Once you reach the line containing "the encryption service" in the data below, restate each line word for word up to and including the one containing "pub type Result<T>".

------------------------------------------------------------------------

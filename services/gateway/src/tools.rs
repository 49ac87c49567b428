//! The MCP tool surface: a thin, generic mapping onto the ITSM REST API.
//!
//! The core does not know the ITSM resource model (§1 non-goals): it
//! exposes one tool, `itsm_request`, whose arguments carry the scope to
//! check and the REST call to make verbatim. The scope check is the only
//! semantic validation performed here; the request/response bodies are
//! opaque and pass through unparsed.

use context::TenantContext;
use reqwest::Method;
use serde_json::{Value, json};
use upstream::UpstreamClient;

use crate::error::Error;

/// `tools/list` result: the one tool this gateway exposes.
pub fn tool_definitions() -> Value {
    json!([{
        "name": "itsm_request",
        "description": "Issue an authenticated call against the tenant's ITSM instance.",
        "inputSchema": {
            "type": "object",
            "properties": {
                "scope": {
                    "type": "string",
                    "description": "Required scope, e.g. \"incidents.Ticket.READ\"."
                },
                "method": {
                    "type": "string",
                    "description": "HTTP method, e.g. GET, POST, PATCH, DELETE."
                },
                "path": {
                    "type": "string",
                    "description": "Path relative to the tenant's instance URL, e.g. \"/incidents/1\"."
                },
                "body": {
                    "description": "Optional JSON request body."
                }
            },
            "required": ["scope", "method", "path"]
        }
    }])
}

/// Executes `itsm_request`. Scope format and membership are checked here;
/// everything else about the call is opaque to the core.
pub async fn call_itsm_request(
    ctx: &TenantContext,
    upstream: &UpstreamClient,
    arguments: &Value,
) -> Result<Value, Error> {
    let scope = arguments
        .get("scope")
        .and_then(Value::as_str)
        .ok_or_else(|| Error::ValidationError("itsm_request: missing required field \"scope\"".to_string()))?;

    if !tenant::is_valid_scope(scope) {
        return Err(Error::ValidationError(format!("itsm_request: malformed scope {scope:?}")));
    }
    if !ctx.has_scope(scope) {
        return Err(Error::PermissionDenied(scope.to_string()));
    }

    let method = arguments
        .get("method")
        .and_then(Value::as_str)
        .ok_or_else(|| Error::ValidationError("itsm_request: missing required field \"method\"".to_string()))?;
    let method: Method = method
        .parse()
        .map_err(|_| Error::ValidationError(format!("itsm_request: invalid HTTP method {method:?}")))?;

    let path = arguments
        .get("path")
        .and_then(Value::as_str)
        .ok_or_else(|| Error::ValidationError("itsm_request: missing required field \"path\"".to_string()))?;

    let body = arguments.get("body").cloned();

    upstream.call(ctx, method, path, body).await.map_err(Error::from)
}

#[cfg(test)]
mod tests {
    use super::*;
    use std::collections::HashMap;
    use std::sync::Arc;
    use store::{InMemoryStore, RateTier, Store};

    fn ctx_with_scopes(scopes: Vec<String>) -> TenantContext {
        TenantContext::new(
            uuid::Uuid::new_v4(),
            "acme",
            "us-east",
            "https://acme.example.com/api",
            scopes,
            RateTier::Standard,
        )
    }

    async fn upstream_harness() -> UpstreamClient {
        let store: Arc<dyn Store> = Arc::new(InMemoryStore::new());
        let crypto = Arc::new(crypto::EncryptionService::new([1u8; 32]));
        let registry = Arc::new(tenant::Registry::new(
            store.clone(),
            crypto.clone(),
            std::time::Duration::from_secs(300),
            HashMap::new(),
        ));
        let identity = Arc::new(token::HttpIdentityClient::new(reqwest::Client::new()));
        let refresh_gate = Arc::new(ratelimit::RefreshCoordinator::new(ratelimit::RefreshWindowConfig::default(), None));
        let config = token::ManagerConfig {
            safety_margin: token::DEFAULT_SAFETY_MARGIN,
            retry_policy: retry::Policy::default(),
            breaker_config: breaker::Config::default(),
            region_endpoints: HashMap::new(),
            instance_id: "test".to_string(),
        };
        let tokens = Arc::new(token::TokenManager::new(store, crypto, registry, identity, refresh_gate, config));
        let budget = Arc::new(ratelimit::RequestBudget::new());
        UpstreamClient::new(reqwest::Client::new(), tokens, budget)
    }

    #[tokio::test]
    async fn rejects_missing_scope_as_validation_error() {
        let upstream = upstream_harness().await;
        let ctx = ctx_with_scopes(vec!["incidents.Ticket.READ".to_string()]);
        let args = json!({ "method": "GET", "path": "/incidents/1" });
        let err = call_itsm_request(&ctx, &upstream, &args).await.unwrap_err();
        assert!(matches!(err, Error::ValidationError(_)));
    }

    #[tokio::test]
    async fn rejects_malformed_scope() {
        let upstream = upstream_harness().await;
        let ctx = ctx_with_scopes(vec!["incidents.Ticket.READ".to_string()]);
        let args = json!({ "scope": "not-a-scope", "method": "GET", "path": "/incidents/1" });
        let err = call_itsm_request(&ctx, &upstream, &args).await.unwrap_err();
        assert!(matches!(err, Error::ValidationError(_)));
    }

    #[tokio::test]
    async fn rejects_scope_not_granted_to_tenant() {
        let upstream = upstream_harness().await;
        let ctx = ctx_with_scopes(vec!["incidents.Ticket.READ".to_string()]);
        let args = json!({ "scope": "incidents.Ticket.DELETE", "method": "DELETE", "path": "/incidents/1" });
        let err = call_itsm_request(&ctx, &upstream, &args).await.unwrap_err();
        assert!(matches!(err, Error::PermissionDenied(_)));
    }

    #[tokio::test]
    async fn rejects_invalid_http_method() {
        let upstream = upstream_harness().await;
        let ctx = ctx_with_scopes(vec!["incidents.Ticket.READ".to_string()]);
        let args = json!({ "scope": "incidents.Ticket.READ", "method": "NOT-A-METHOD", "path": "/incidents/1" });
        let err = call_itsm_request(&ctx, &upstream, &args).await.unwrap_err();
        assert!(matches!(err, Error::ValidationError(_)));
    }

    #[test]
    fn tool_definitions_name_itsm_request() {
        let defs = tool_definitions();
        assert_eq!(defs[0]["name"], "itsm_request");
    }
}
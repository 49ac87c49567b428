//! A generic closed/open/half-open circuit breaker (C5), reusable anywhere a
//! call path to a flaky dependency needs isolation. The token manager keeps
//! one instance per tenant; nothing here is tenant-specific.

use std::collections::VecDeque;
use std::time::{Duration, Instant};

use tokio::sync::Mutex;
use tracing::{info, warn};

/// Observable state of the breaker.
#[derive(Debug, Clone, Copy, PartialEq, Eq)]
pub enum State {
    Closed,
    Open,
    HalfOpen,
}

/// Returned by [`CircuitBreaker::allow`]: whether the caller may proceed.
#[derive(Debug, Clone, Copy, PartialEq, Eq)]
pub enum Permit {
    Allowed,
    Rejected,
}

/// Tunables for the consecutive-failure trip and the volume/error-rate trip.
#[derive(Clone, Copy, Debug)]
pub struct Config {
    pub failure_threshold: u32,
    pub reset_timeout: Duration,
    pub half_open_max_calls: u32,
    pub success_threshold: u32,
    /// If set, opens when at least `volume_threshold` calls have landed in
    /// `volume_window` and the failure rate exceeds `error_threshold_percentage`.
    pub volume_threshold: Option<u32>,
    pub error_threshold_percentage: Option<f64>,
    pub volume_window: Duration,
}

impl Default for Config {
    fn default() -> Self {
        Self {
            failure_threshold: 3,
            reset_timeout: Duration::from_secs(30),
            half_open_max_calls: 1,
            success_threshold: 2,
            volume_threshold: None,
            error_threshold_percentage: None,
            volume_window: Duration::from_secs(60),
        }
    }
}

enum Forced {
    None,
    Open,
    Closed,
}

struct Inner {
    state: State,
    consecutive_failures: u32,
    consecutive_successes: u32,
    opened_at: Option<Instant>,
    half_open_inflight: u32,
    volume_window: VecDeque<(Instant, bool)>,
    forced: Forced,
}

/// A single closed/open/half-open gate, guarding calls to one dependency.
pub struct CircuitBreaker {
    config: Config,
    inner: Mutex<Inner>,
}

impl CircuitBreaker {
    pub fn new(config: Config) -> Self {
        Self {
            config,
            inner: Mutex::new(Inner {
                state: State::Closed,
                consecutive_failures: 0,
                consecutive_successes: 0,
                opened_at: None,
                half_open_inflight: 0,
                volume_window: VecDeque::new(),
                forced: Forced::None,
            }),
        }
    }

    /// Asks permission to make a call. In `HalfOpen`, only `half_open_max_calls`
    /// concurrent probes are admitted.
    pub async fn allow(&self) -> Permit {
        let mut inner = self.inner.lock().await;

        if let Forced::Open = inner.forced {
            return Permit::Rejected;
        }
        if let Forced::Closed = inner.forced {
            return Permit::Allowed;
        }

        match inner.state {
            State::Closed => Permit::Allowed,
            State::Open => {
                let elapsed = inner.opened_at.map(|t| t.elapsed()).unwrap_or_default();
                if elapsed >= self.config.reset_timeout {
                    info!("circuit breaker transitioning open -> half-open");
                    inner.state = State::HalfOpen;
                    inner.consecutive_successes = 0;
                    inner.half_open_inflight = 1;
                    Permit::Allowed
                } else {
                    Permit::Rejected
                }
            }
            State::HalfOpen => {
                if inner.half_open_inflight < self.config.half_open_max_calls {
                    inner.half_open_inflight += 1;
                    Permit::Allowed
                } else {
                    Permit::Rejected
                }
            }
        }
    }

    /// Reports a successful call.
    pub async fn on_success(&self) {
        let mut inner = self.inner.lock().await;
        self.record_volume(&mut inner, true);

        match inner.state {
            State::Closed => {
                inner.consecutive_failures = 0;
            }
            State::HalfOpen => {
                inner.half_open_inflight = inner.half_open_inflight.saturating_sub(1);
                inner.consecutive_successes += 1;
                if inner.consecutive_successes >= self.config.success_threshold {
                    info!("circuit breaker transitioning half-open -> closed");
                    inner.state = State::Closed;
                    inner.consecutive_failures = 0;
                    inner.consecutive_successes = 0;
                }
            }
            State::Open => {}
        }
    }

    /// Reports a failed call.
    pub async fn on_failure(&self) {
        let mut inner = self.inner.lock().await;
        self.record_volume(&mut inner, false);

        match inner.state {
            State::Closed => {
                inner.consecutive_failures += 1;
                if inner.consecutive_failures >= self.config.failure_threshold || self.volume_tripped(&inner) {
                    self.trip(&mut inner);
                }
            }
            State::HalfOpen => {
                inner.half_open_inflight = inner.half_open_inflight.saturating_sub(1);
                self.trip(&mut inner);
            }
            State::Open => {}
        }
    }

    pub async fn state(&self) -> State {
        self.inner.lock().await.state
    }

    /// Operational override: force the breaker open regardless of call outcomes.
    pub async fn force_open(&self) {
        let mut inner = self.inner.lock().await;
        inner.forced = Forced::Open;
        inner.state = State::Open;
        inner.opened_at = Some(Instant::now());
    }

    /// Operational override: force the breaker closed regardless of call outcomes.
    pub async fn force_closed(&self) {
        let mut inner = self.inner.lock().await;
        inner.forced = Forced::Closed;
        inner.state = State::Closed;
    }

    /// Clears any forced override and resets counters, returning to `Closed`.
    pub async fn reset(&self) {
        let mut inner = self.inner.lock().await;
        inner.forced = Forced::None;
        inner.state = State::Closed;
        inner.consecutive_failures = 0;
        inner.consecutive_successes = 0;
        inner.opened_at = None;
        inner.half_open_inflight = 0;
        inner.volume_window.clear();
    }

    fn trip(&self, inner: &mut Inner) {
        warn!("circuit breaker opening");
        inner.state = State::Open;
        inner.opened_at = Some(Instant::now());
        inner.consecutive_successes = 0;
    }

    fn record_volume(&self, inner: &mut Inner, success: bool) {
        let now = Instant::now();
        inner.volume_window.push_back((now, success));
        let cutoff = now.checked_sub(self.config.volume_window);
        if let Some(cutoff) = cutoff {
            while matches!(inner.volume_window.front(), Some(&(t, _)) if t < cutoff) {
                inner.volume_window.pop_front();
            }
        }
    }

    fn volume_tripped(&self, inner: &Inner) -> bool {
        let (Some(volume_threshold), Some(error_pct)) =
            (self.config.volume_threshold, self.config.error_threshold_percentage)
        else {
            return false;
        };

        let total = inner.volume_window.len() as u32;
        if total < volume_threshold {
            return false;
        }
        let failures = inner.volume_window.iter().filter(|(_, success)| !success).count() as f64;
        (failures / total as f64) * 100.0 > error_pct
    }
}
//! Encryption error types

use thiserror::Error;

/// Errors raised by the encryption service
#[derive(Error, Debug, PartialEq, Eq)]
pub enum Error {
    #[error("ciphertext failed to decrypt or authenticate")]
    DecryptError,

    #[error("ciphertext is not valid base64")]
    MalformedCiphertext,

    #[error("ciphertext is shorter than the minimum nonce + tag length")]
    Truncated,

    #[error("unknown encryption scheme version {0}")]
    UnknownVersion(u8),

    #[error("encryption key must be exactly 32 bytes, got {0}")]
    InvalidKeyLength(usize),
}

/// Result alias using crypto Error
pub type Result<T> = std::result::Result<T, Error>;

------------------------------------------------------------------------

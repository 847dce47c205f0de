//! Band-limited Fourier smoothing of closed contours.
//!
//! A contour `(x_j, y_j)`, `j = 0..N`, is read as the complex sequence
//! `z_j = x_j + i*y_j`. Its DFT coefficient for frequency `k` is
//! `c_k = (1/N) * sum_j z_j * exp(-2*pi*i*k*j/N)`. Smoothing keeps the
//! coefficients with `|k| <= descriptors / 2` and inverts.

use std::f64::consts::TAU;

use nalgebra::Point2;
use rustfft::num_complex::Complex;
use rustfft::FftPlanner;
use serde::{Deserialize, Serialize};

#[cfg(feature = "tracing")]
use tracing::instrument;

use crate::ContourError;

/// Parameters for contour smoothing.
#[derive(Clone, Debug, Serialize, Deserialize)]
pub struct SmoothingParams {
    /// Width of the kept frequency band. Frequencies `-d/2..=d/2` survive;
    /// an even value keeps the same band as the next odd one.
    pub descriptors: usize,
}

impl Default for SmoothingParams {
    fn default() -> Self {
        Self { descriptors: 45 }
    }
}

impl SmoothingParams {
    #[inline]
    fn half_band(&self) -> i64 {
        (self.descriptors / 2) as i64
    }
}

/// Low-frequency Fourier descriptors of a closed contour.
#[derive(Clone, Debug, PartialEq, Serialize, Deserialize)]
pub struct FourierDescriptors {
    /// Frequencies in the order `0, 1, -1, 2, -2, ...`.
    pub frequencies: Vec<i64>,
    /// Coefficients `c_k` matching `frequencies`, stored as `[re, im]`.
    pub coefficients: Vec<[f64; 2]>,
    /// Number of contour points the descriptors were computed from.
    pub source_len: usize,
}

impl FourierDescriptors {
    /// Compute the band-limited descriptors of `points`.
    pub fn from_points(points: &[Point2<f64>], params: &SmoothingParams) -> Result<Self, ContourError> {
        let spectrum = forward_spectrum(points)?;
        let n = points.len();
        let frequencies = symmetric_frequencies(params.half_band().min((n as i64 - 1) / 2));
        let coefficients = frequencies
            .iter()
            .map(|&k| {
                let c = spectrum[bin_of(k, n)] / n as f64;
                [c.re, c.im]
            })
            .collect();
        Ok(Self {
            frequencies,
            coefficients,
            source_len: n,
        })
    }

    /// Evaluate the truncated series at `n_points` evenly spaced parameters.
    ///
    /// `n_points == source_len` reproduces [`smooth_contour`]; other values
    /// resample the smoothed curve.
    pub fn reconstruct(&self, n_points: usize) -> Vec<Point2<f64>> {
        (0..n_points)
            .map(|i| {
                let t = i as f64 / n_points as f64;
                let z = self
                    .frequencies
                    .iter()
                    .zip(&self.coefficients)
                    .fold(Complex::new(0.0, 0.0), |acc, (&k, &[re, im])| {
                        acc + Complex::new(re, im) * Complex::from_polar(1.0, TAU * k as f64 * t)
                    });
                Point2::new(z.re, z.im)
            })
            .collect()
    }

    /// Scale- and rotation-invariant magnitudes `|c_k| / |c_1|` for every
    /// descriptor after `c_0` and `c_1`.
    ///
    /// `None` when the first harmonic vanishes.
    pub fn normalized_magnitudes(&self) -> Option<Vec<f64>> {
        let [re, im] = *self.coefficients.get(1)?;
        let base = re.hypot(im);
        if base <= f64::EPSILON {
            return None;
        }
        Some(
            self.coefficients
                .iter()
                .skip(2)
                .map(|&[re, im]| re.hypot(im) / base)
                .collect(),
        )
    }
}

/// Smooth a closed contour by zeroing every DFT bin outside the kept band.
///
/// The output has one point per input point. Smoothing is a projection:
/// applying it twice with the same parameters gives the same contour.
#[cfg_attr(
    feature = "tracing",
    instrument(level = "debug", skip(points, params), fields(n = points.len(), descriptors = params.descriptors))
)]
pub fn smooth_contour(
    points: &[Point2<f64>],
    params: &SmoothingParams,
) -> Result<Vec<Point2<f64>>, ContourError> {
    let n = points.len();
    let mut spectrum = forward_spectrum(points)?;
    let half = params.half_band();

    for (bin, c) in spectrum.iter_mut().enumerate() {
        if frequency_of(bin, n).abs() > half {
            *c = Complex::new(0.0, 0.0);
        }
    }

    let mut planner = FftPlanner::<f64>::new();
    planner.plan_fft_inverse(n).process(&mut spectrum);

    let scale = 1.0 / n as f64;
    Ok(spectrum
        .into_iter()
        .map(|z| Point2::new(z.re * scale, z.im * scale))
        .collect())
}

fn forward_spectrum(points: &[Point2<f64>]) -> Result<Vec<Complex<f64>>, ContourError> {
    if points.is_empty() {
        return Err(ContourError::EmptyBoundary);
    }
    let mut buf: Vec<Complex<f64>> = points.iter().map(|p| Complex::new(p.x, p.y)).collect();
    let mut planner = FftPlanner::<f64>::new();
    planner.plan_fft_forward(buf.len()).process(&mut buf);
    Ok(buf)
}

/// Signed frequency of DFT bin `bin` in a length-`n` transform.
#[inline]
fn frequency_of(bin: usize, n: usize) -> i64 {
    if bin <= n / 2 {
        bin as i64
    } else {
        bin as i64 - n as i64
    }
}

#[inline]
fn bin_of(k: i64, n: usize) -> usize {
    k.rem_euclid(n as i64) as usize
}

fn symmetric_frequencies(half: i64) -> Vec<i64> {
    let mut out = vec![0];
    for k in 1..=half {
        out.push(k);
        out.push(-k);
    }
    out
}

------------------------------------------------------------------------

Response:
/// Errors raised by the encryption service
#[derive(Error, Debug, PartialEq, Eq)]
pub enum Error {
    #[error("ciphertext failed to decrypt or authenticate")]
    DecryptError,

    #[error("ciphertext is not valid base64")]
    MalformedCiphertext,

    #[error("ciphertext is shorter than the minimum nonce + tag length")]
    Truncated,

    #[error("unknown encryption scheme version {0}")]
    UnknownVersion(u8),

    #[error("encryption key must be exactly 32 bytes, got {0}")]
    InvalidKeyLength(usize),
}

/// Result alias using crypto Error
pub type Result<T> = std::result::Result<T, Error>;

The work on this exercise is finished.